9.2    Notwithstanding clause 9.1, the Affiliate may disclose the Merchant Confidential Information to the Affiliate’s officers, employees, professional advisers, insurers, agents and subcontractors who have a need to access the Merchant Confidential Information for the performance of their work with respect to the Contract and who are bound by a written agreement or professional obligation to protect the confidentiality of the Merchant Confidential Information.

9.3    The restrictions in this clause 9 do not apply to the extent that any Merchant Confidential Information is required to be disclosed by any law or regulation, or by any judicial or governmental order or request. If the Affiliate makes a disclosure to which this clause 9.3 applies then, to the extent permitted by applicable law, the Affiliate shall promptly notify the Merchant of the fact of the disclosure, the identity of the disclosee, and the Merchant Confidential Information disclosed.

9.4    Upon the termination of the Contract, the Affiliate must immediately cease to use the Merchant Confidential Information.

9.5    Following the date of effective termination of the Contract, and within 5 Business Days following the date of effective termination of the Contract, the Affiliate must:

(a)     irreversibly delete from its media and computer systems all copies of the Merchant Confidential Information (and ensure that the Merchant Confidential Information is irreversibly deleted from the media and computer systems of all persons to whom the Affiliate has directly or indirectly disclosed that Merchant Confidential Information);

(b)     ensure that no other copies of the Merchant Confidential Information remain in the possession or control of the Affiliate (or the possession or control of any person to whom the Affiliate has directly or indirectly disclosed the Merchant Confidential Information);

(c)     certify in writing to the Merchant that it has complied with the requirements of this clause 9.5,

         subject in each case to any obligations that the Affiliate has under the Contract to supply or make available to the Merchant any data or information, and providing that the Affiliate shall have no obligation under this clause 9.5 to delete or to cease to possess or control any of the Merchant Confidential Information to the extent that the Affiliate is required by applicable law to retain that Merchant Confidential Information.

9.6    The provisions of this clause 9 shall continue in force indefinitely following the termination of the Contract.

10.    Warranties

10.1  The Merchant warrants to the Affiliate that it has the legal right and authority to enter into the Contract and to perform its obligations under these Terms and Conditions.

10.2  The Affiliate warrants to the Merchant that it has the legal right and authority to enter into the Contract and to perform its obligations under these Terms and Conditions.

10.3  All of the parties’ warranties and representations in respect of the subject matter of the Contract are expressly set out in these Terms and Conditions. To the maximum extent permitted by applicable law, no other warranties or representations concerning the subject matter of the Contract will be implied into the Contract or any related contract.

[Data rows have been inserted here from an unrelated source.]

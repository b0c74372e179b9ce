//! # Graph Algorithms for Adjacency-List Graphs
//!
//! ## Available Algorithms
//!
//! ### Traversals
//! - [`traversal`]: breadth-first traversal with hop-distance levels, and
//!   stack-based depth-first traversal
//!
//! All traversals accept any source vertex. A source that is not present in
//! the graph has no successors, so the traversal reports only the source
//! itself.

pub mod traversal;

11.    Affiliate indemnity

11.1  The Affiliate shall indemnify and shall keep indemnified the Merchant against any and all liabilities, damages, losses, costs and expenses (including legal expenses and amounts reasonably paid in settlement of legal claims) suffered or incurred by the Merchant and arising directly or indirectly as a result of any breach by the Affiliate of these Terms and Conditions.

12.    Limitations and exclusions of liability

12.1  Nothing in these Terms and Conditions will:

(a)     limit or exclude any liability for death or personal injury resulting from negligence;

(b)     limit or exclude any liability for fraud or fraudulent misrepresentation;

(c)     limit any liabilities in any way that is not permitted under applicable law; or

(d)     exclude any liabilities that may not be excluded under applicable law.

12.2  The limitations and exclusions of liability set out in this clause 12 and elsewhere in these Terms and Conditions:

(a)     are subject to clause 12.1; and

(b)     govern all liabilities arising under these Terms and Conditions or relating to the subject matter of these Terms and Conditions, including liabilities arising in contract, in tort (including negligence) and for breach of statutory duty, except to the extent expressly provided otherwise in these Terms and Conditions.

12.3  The Merchant will not be liable to the Affiliate in respect of any losses arising out of a Force Majeure Event.

12.4  The Merchant will not be liable to the Affiliate in respect of any loss of profits or anticipated savings.

12.5  The Merchant will not be liable to the Affiliate in respect of any loss of revenue or income.

12.6  The Merchant will not be liable to the Affiliate in respect of any loss of use or production.

12.7  The Merchant will not be liable to the Affiliate in respect of any loss of business, contracts or opportunities.

12.8  The Merchant will not be liable to the Affiliate in respect of any loss or corruption of any data, database or software.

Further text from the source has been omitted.